**Modeling Relational Data with Graph Convolutional Networks**

**Author(s):** Michael Schlichtkrull, Thomas Kipf, Peter Bloem, Rianne van den Berg, Ivan Titov, Max Welling

**Full text:** submitted version

**Decision:** accept

**Abstract:** Knowledge graphs enable a wide variety of applications, including question answering and information retrieval. Despite the great effort invested in their creation and maintenance, even the largest (e.g., Yago, DBPedia or Wikidata) remain incomplete. We introduce Relational Graph Convolutional Networks (R-GCNs) and apply them to two standard knowledge base completion tasks: Link prediction (recovery of missing facts, i.e. subject-predicate-object triples) and entity classification (recovery of missing entity attributes). R-GCNs are related to a recent class of neural networks operating on graphs, and are developed specifically to handle the highly multi-relational data characteristic of realistic knowledge bases.

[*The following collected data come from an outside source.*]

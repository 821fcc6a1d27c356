//! Runs small hand-assembled programs through the public interface.

use chip8_core::constants::SPRITE_SHEET;
use chip8_core::{Chip8, Chip8Error, Rom, StepState, DISPLAY_HEIGHT, DISPLAY_WIDTH};

fn boot(program: &[u8]) -> Chip8 {
    Chip8::new(Rom::try_from(program).expect("program fits in memory"))
}

fn run(chip8: &mut Chip8, steps: usize) {
    for _ in 0..steps {
        assert_eq!(chip8.step(), Ok(StepState::Running));
    }
}

fn lit_pixels(chip8: &Chip8) -> usize {
    (0..DISPLAY_HEIGHT)
        .flat_map(|y| (0..DISPLAY_WIDTH).map(move |x| (x, y)))
        .filter(|&(x, y)| chip8.pixel(x, y))
        .count()
}

#[test]
fn draws_a_font_digit() {
    let mut chip8 = boot(&[
        0x60, 0x07, // LD V0, 0x07
        0xF0, 0x29, // LD F, V0
        0x61, 0x08, // LD V1, 0x08
        0x62, 0x04, // LD V2, 0x04
        0xD1, 0x25, // DRW V1, V2, 5
    ]);
    run(&mut chip8, 5);

    // 7 is 0xF0 0x10 0x20 0x40 0x40
    assert!((8..12).all(|x| chip8.pixel(x, 4)));
    assert!(chip8.pixel(11, 5));
    assert!(chip8.pixel(10, 6));
    assert!(chip8.pixel(9, 7) && chip8.pixel(9, 8));
    assert_eq!(lit_pixels(&chip8), 8);
    assert_eq!(chip8.state().registers[0xF], 0);
}

#[test]
fn draw_twice_erases_and_reports_collision() {
    let mut chip8 = boot(&[
        0xA0, 0x00, // LD I, 0x000
        0xD0, 0x05, // DRW V0, V0, 5
        0xD0, 0x05, // DRW V0, V0, 5
    ]);
    run(&mut chip8, 2);
    assert_eq!(lit_pixels(&chip8), 14);
    run(&mut chip8, 1);
    assert_eq!(lit_pixels(&chip8), 0);
    assert_eq!(chip8.state().registers[0xF], 1);
}

#[test]
fn clear_screen_turns_everything_off() {
    let mut chip8 = boot(&[
        0xD0, 0x05, // DRW V0, V0, 5
        0x00, 0xE0, // CLS
    ]);
    run(&mut chip8, 1);
    assert!(lit_pixels(&chip8) > 0);
    run(&mut chip8, 1);
    assert_eq!(lit_pixels(&chip8), 0);
}

#[test]
fn subroutine_call_and_return() {
    let mut chip8 = boot(&[
        0x22, 0x06, // 0x200: CALL 0x206
        0x63, 0x33, // 0x202: LD V3, 0x33
        0x12, 0x0A, // 0x204: JP 0x20A
        0x64, 0x44, // 0x206: LD V4, 0x44
        0x00, 0xEE, // 0x208: RET
        0x00, 0xE0, // 0x20A: CLS
    ]);
    run(&mut chip8, 2);
    assert_eq!(chip8.state().stack_pointer, 1);
    run(&mut chip8, 1);
    assert_eq!(chip8.state().program_counter, 0x202);
    assert_eq!(chip8.state().stack_pointer, 0);
    run(&mut chip8, 2);
    assert_eq!(chip8.state().program_counter, 0x20A);
    assert_eq!(chip8.state().registers[0x3], 0x33);
    assert_eq!(chip8.state().registers[0x4], 0x44);
}

#[test]
fn runaway_recursion_overflows_the_stack() {
    let mut chip8 = boot(&[0x22, 0x00]); // CALL 0x200
    run(&mut chip8, 16);
    assert_eq!(chip8.step(), Err(Chip8Error::StackOverflow { pc: 0x200 }));
    assert_eq!(chip8.state().stack_pointer, 16);
}

#[test]
fn counting_loop_with_skip() {
    let mut chip8 = boot(&[
        0x60, 0x00, // 0x200: LD V0, 0
        0x70, 0x01, // 0x202: ADD V0, 1
        0x30, 0x05, // 0x204: SE V0, 5
        0x12, 0x02, // 0x206: JP 0x202
        0xF0, 0x0A, // 0x208: LD V0, K
    ]);
    let mut steps = 0;
    while chip8.step() == Ok(StepState::Running) {
        steps += 1;
        assert!(steps < 100, "loop never finished");
    }
    assert_eq!(chip8.state().registers[0x0], 5);
    assert_eq!(chip8.state().program_counter, 0x208);
}

#[test]
fn bcd_round_trips_through_registers() {
    let mut chip8 = boot(&[
        0x65, 0x9D, // LD V5, 157
        0xA3, 0x00, // LD I, 0x300
        0xF5, 0x33, // LD B, V5
        0xF2, 0x65, // LD V2, [I]
    ]);
    run(&mut chip8, 4);
    assert_eq!(chip8.state().registers[0..3], [1, 5, 7]);
    assert_eq!(chip8.state().memory[0x300..0x303], [1, 5, 7]);
}

#[test]
fn stores_below_program_memory_keep_the_font() {
    let mut chip8 = boot(&[
        0x60, 0xFF, // LD V0, 0xFF
        0xA0, 0x00, // LD I, 0x000
        0xF0, 0x55, // LD [I], V0
        0x61, 0x09, // LD V1, 9
        0xF1, 0x33, // LD B, V1
        0x62, 0x00, // LD V2, 0
        0xF2, 0x29, // LD F, V2
        0xD2, 0x25, // DRW V2, V2, 5
    ]);
    run(&mut chip8, 8);
    assert_eq!(chip8.state().memory[0..80], SPRITE_SHEET[..]);
    // the 0 glyph is still a 14 pixel ring
    assert_eq!(lit_pixels(&chip8), 14);
}

#[test]
fn delay_timer_counts_down_with_ticks() {
    let mut chip8 = boot(&[
        0x60, 0x03, // LD V0, 3
        0xF0, 0x15, // LD DT, V0
        0xF1, 0x07, // LD V1, DT
    ]);
    run(&mut chip8, 2);
    chip8.tick();
    run(&mut chip8, 1);
    assert_eq!(chip8.state().registers[0x1], 2);
}

#[test]
fn wait_for_key_suspends_until_pressed() {
    let mut chip8 = boot(&[
        0xF3, 0x0A, // LD V3, K
        0xE3, 0x9E, // SKP V3
        0x00, 0xE0, // CLS
        0x00, 0xE0, // CLS
    ]);
    for _ in 0..10 {
        assert_eq!(chip8.step(), Ok(StepState::AwaitingKey));
    }
    chip8.set_key(Some(0xA));
    run(&mut chip8, 2);
    assert_eq!(chip8.state().registers[0x3], 0xA);
    assert_eq!(chip8.state().program_counter, 0x206);
}

#[test]
fn undefined_opcode_halts_until_reset() {
    let mut chip8 = boot(&[0x5A, 0xB1]);
    let fault = Chip8Error::UndefinedOpcode { opcode: 0x5AB1 };
    assert_eq!(chip8.step(), Err(fault.clone()));
    assert_eq!(chip8.step(), Err(fault));
    chip8.reset();
    assert_eq!(chip8.fault(), None);
}
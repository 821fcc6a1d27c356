use sdl2::pixels::PixelFormatEnum;
use sdl2::render::WindowCanvas;

use chip8_core::{FrameBuffer, DISPLAY_HEIGHT, DISPLAY_WIDTH};

/// Bytes per pixel in an RGB24 texture
const BYTES_PER_PIXEL: usize = 3;

/// # Display
/// The Chip-8 display is composed of 64x32 pixels black/white pixels.
/// The on/off state of these pixels is encoded as 1/0 respectively in a 2d array of 64x32 bytes.
/// The display only gets a call to `render` when the Chip-8 FrameBuffer is updated.
pub struct Display {
    canvas: WindowCanvas,
}

impl Display {
    /// Creates a new display object bound to an sdl2 context.
    ///
    /// # Arguments
    /// * `sdl` an sdl2 context with which to draw
    /// * `scale` the size multiplier for each pixel
    pub fn new(sdl: &sdl2::Sdl, scale: u32) -> Result<Self, String> {
        let video_subsystem = sdl.video()?;
        let window = video_subsystem
            .window(
                "Chip-8",
                DISPLAY_WIDTH as u32 * scale,
                DISPLAY_HEIGHT as u32 * scale,
            )
            .position_centered()
            .opengl()
            .build()
            .map_err(|e| e.to_string())?;
        let canvas = window.into_canvas().build().map_err(|e| e.to_string())?;

        let mut display = Display { canvas };
        display.render(&[[0; DISPLAY_WIDTH]; DISPLAY_HEIGHT])?;
        Ok(display)
    }

    /// Formats a Chip-8 FrameBuffer for rendering as an SDL2 texture.
    ///
    /// An SDL2 texture is a 1D array of ints that represent concatenated rows of RGB pixels.
    ///
    /// This creates a black and white rendering by:
    /// - Flattening the 2D frame buffer into a 1D array by concatenating its rows
    /// - Triplicating each element of that 1D array to represent the RGB values of each pixel
    /// - Multiplying each value by 255 to convert from a binary state to 0-255 intensity
    ///
    /// # Arguments
    /// * `frame` a Chip-8 FrameBuffer
    fn frame_to_sdl_texture(frame: &FrameBuffer) -> Vec<u8> {
        frame
            .iter()
            .flat_map(|row| row.iter())
            .flat_map(|pixel| std::iter::repeat(*pixel).take(BYTES_PER_PIXEL))
            .map(|pixel| pixel * 255)
            .collect()
    }

    /// Formats the Chip-8 FrameBuffer as an SDL2 RGB24 texture and renders it.
    ///
    /// # Arguments
    /// * `frame` a Chip-8 FrameBuffer
    pub fn render(&mut self, frame: &FrameBuffer) -> Result<(), String> {
        let texture_creator = self.canvas.texture_creator();

        let mut texture = texture_creator
            .create_texture_streaming(
                PixelFormatEnum::RGB24,
                DISPLAY_WIDTH as u32,
                DISPLAY_HEIGHT as u32,
            )
            .map_err(|e| e.to_string())?;

        let pixels = Display::frame_to_sdl_texture(frame);
        texture.with_lock(None, |buffer: &mut [u8], pitch: usize| {
            // rows may be padded out beyond their pixels
            let row_bytes = DISPLAY_WIDTH * BYTES_PER_PIXEL;
            for (y, row) in pixels.chunks(row_bytes).enumerate() {
                buffer[y * pitch..y * pitch + row_bytes].copy_from_slice(row);
            }
        })?;

        self.canvas.copy(&texture, None, None)?;
        self.canvas.present();
        Ok(())
    }
}
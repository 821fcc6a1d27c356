use sdl2::keyboard::Keycode;

/// # Keymap
/// Chip-8 input is generated with a hexadecimal keypad.
///
/// This original layout is mapped to the left 4 alphanumeric columns.
/// ```text
/// |1|2|3|C|      |1|2|3|4|
/// |4|5|6|D|  ->  |Q|W|E|R|
/// |7|8|9|E|  ->  |A|S|D|F|
/// |A|0|B|F|      |Z|X|C|V|
/// ```
pub fn keymap(key: Keycode) -> Option<u8> {
    match key {
        Keycode::X => Some(0x0),
        Keycode::Num1 => Some(0x1),
        Keycode::Num2 => Some(0x2),
        Keycode::Num3 => Some(0x3),
        Keycode::Q => Some(0x4),
        Keycode::W => Some(0x5),
        Keycode::E => Some(0x6),
        Keycode::A => Some(0x7),
        Keycode::S => Some(0x8),
        Keycode::D => Some(0x9),
        Keycode::Z => Some(0xA),
        Keycode::C => Some(0xB),
        Keycode::Num4 => Some(0xC),
        Keycode::R => Some(0xD),
        Keycode::F => Some(0xE),
        Keycode::V => Some(0xF),
        _ => None,
    }
}

/// # Keypad
/// The Chip-8 only sees a single held key, so this remembers which keypad key is down and
/// forgets it when that same key comes back up.
#[derive(Debug, Default)]
pub struct Keypad {
    held: Option<u8>,
}

impl Keypad {
    /// Records a key going down and returns the key the Chip-8 should now see.
    pub fn press(&mut self, key: u8) -> Option<u8> {
        self.held = Some(key);
        self.held
    }

    /// The key currently held down, if any.
    pub fn held(&self) -> Option<u8> {
        self.held
    }

    /// Records a key coming up and returns the key the Chip-8 should now see.
    pub fn release(&mut self, key: u8) -> Option<u8> {
        if self.held == Some(key) {
            self.held = None;
        }
        self.held
    }
}
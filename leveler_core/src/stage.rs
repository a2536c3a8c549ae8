//! Data model of the staged calibration pipeline: actions, per-stage
//! results, and the aggregated workflow output.

use std::collections::BTreeMap;

use serde::Serialize;

use crate::mesh::Mesh;
use crate::thermal::ThermalBreakdown;

/// Pipeline stage identity, in fixed execution order.
#[derive(Debug, Clone, Copy, PartialEq, Eq, Serialize)]
#[serde(rename_all = "snake_case")]
pub enum StageKey {
    Initial,
    AfterBelts,
    AfterScrews,
    AfterTape,
    AfterTemperature,
}

impl StageKey {
    pub const ORDER: [StageKey; 5] = [
        StageKey::Initial,
        StageKey::AfterBelts,
        StageKey::AfterScrews,
        StageKey::AfterTape,
        StageKey::AfterTemperature,
    ];

    pub fn as_str(self) -> &'static str {
        match self {
            StageKey::Initial => "initial",
            StageKey::AfterBelts => "after_belts",
            StageKey::AfterScrews => "after_screws",
            StageKey::AfterTape => "after_tape",
            StageKey::AfterTemperature => "after_temperature",
        }
    }
}

impl std::fmt::Display for StageKey {
    fn fmt(&self, f: &mut std::fmt::Formatter<'_>) -> std::fmt::Result {
        f.write_str(self.as_str())
    }
}

/// Kind of corrective instruction.
#[derive(Debug, Clone, Copy, PartialEq, Eq, Serialize)]
#[serde(rename_all = "snake_case")]
pub enum ActionKind {
    Belt,
    Screw,
    Tape,
}

/// Free-form metadata value for kind-specific extras.
#[derive(Debug, Clone, PartialEq, Serialize)]
#[serde(untagged)]
pub enum MetaValue {
    Num(f64),
    Int(i64),
    Text(String),
}

/// One atomic corrective instruction. Created once per stage computation
/// and never mutated afterwards.
#[derive(Debug, Clone, PartialEq, Serialize)]
pub struct StageAction {
    pub kind: ActionKind,
    /// Corner name, shaft name, or grid cell designation (e.g. "3C")
    pub identifier: String,
    /// Localization key (or literal cell designation) for display
    pub label: String,
    #[serde(skip_serializing_if = "Option::is_none")]
    pub direction: Option<String>,
    #[serde(skip_serializing_if = "Option::is_none")]
    pub magnitude_mm: Option<f64>,
    #[serde(skip_serializing_if = "Option::is_none")]
    pub teeth: Option<u32>,
    #[serde(skip_serializing_if = "Option::is_none")]
    pub minutes: Option<f64>,
    #[serde(skip_serializing_if = "Option::is_none")]
    pub degrees: Option<f64>,
    pub metadata: BTreeMap<String, MetaValue>,
}

impl StageAction {
    pub fn new(kind: ActionKind, identifier: impl Into<String>, label: impl Into<String>) -> Self {
        Self {
            kind,
            identifier: identifier.into(),
            label: label.into(),
            direction: None,
            magnitude_mm: None,
            teeth: None,
            minutes: None,
            degrees: None,
            metadata: BTreeMap::new(),
        }
    }

    pub fn with_meta(mut self, key: &str, value: MetaValue) -> Self {
        self.metadata.insert(key.to_owned(), value);
        self
    }
}

/// Result of one pipeline stage. Constructed once per workflow run and
/// never mutated; a recompute produces a fresh value.
#[derive(Debug, Clone, PartialEq, Serialize)]
pub struct StageResult {
    pub key: StageKey,
    /// Localization key of the stage title
    pub label: String,
    /// Localization key of the stage description
    pub description: String,
    pub enabled: bool,
    /// Height span (max - min) of the output mesh
    pub deviation: f64,
    /// The previous stage's deviation; none for the initial stage
    pub baseline: Option<f64>,
    /// Owned copy of the stage's output mesh
    pub mesh: Mesh,
    pub actions: Vec<StageAction>,
    /// Warning keys, informational only
    pub warnings: Vec<String>,
    #[serde(skip_serializing_if = "Option::is_none")]
    pub help_key: Option<String>,
    #[serde(skip_serializing_if = "Option::is_none")]
    pub thermal: Option<ThermalBreakdown>,
}

impl StageResult {
    pub fn has_actions(&self) -> bool {
        !self.actions.is_empty()
    }
}

/// Aggregated output of one workflow computation: the ordered stage
/// results and the best (lowest-deviation) stage. Immutable and safe to
/// serialize for display.
#[derive(Debug, Clone, PartialEq, Serialize)]
pub struct WorkflowData {
    pub stages: Vec<StageResult>,
    pub best: StageKey,
    /// Name of the thermal model in effect, when one was configured
    #[serde(skip_serializing_if = "Option::is_none")]
    pub active_thermal_model: Option<String>,
}

impl WorkflowData {
    pub fn stage(&self, key: StageKey) -> Option<&StageResult> {
        self.stages.iter().find(|s| s.key == key)
    }

    /// The stage the `best` reference points at. The engine guarantees
    /// the reference is valid for the stages it produced.
    pub fn best_stage(&self) -> &StageResult {
        self.stage(self.best).unwrap_or(&self.stages[0])
    }
}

We demonstrate the effectiveness of R-GCNs as a stand-alone model for entity classification. We further show that factorization models for link prediction such as DistMult can be significantly improved through the use of an R-GCN encoder model to accumulate evidence over multiple inference steps in the graph, demonstrating a large improvement of 29.8% on FB15k-237 over a decoder-only baseline.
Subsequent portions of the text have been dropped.